→ **YOUR ASSIGNMENT**
Could you write out the opening lines of the data, word for word, stopping after the line that contains "creates the region."?

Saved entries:
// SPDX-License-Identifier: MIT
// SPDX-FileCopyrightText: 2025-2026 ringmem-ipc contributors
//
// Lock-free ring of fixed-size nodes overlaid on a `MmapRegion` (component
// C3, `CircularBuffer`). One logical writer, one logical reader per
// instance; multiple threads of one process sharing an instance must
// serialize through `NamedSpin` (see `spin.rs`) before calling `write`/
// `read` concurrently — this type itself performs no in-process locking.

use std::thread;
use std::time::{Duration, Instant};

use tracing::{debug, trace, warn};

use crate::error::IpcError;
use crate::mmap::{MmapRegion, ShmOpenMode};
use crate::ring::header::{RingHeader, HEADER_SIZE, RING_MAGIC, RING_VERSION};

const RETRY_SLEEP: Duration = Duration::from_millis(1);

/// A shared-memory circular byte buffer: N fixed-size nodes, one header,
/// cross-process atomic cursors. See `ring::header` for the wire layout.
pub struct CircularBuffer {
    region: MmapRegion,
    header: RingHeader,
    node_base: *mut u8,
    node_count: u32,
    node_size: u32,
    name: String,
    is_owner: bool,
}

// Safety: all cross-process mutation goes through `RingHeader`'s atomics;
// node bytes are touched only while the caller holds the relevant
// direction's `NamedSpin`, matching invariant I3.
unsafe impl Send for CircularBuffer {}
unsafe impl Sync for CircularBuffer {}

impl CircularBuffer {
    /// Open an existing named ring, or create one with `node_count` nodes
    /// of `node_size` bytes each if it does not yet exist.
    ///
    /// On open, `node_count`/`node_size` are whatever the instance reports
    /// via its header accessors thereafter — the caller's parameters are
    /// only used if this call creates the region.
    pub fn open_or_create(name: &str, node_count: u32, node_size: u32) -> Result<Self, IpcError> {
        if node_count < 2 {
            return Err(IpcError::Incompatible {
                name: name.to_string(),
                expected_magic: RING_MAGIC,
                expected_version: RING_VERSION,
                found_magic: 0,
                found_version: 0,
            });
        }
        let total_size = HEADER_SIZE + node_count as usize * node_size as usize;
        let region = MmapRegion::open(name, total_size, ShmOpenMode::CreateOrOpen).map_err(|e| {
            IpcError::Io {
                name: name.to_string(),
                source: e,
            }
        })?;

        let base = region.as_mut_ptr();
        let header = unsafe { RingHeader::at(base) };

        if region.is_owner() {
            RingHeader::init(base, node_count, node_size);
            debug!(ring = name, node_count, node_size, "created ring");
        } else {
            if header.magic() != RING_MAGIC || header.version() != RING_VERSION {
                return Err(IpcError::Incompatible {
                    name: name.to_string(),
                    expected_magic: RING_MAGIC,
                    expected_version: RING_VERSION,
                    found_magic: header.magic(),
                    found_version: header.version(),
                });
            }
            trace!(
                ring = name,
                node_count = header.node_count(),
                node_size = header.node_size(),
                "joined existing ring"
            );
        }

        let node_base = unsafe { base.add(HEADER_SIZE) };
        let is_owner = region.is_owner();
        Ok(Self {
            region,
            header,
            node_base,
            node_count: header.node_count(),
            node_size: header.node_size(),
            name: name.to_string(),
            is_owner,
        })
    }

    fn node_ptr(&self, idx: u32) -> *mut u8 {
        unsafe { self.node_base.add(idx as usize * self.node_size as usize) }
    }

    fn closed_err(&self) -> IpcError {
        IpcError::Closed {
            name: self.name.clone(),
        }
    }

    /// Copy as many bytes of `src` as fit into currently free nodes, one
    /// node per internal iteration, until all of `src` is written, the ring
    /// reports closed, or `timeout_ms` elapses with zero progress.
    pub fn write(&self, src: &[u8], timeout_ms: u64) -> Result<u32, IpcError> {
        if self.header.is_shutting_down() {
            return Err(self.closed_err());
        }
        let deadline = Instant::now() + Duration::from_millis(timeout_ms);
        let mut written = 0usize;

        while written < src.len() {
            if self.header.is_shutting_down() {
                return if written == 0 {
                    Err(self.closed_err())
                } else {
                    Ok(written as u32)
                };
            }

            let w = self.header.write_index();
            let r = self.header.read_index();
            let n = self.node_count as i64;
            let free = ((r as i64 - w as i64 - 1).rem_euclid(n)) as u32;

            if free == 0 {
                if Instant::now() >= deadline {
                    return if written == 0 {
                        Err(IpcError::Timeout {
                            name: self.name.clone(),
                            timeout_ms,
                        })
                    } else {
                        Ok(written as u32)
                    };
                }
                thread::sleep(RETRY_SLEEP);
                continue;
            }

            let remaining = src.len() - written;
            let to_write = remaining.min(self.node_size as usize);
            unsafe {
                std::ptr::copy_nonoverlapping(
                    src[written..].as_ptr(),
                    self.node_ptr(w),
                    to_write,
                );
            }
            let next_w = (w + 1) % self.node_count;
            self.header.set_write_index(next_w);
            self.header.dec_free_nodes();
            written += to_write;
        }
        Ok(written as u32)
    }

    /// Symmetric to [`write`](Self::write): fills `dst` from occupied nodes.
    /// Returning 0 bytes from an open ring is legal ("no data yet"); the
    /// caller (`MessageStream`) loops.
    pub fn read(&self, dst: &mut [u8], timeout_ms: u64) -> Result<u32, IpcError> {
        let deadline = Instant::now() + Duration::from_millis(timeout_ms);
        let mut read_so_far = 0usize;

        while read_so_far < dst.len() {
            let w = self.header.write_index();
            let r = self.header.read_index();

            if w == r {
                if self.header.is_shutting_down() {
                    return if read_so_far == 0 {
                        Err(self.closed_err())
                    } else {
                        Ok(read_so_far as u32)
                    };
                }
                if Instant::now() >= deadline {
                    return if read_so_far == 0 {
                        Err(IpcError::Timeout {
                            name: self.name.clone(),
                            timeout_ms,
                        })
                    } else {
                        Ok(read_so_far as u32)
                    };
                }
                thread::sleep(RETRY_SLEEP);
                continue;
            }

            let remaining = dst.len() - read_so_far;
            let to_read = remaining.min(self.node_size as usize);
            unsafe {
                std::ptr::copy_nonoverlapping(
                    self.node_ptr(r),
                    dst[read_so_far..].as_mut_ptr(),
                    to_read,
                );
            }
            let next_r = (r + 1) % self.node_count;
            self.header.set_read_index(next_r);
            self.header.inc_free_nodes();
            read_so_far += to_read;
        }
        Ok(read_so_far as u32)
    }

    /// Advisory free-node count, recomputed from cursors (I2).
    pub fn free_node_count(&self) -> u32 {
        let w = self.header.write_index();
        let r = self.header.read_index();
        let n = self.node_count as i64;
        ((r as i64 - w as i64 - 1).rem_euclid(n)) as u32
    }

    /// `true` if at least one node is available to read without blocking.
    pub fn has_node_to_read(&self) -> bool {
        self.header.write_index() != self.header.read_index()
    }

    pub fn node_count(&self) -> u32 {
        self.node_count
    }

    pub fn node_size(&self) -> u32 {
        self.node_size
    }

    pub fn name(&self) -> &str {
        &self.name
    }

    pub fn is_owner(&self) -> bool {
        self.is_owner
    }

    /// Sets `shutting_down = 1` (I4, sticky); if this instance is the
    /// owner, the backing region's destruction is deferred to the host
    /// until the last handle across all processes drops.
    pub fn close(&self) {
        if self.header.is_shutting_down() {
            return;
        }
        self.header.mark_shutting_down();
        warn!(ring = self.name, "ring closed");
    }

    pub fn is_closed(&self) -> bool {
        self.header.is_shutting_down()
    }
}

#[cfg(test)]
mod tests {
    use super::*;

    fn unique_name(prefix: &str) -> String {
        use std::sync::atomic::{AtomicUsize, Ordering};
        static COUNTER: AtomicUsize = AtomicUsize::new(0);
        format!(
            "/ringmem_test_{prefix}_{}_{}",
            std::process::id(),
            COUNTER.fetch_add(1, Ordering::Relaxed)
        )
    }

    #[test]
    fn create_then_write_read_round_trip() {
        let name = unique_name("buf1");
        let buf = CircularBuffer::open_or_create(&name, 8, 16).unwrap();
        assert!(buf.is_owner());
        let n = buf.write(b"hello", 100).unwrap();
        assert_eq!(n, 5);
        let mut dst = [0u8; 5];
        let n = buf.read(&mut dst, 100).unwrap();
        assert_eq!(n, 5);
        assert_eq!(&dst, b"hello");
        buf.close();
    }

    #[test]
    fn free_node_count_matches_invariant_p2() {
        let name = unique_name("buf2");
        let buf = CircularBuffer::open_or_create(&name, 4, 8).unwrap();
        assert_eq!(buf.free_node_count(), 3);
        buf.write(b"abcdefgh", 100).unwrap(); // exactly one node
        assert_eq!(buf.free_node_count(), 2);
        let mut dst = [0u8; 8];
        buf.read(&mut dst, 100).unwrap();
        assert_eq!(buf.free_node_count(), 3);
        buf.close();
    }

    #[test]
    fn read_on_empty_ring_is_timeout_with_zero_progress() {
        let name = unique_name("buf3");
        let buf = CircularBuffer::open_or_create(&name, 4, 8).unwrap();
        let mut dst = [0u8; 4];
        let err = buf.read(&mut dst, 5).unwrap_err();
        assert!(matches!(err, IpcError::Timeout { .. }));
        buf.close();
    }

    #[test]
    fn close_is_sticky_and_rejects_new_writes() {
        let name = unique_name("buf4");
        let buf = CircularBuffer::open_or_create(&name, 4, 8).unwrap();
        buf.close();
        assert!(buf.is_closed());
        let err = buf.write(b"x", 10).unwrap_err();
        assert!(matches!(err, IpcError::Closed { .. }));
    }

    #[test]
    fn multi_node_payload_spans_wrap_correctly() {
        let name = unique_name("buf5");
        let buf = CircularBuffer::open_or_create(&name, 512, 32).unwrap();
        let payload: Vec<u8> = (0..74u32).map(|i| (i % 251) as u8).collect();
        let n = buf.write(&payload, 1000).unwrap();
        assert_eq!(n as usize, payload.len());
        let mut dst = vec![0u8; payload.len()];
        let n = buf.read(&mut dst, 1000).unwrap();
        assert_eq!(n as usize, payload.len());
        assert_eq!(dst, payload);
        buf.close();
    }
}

→ **TASK OUTPUT**
// SPDX-License-Identifier: MIT
// SPDX-FileCopyrightText: 2025-2026 ringmem-ipc contributors
//
// Lock-free ring of fixed-size nodes overlaid on a `MmapRegion` (component
// C3, `CircularBuffer`). One logical writer, one logical reader per
// instance; multiple threads of one process sharing an instance must
// serialize through `NamedSpin` (see `spin.rs`) before calling `write`/
// `read` concurrently — this type itself performs no in-process locking.

use std::thread;
use std::time::{Duration, Instant};

use tracing::{debug, trace, warn};

use crate::error::IpcError;
use crate::mmap::{MmapRegion, ShmOpenMode};
use crate::ring::header::{RingHeader, HEADER_SIZE, RING_MAGIC, RING_VERSION};

const RETRY_SLEEP: Duration = Duration::from_millis(1);

/// A shared-memory circular byte buffer: N fixed-size nodes, one header,
/// cross-process atomic cursors. See `ring::header` for the wire layout.
pub struct CircularBuffer {
    region: MmapRegion,
    header: RingHeader,
    node_base: *mut u8,
    node_count: u32,
    node_size: u32,
    name: String,
    is_owner: bool,
}

// Safety: all cross-process mutation goes through `RingHeader`'s atomics;
// node bytes are touched only while the caller holds the relevant
// direction's `NamedSpin`, matching invariant I3.
unsafe impl Send for CircularBuffer {}
unsafe impl Sync for CircularBuffer {}

impl CircularBuffer {
    /// Open an existing named ring, or create one with `node_count` nodes
    /// of `node_size` bytes each if it does not yet exist.
    ///
    /// On open, `node_count`/`node_size` are whatever the instance reports
    /// via its header accessors thereafter — the caller's parameters are
    /// only used if this call creates the region.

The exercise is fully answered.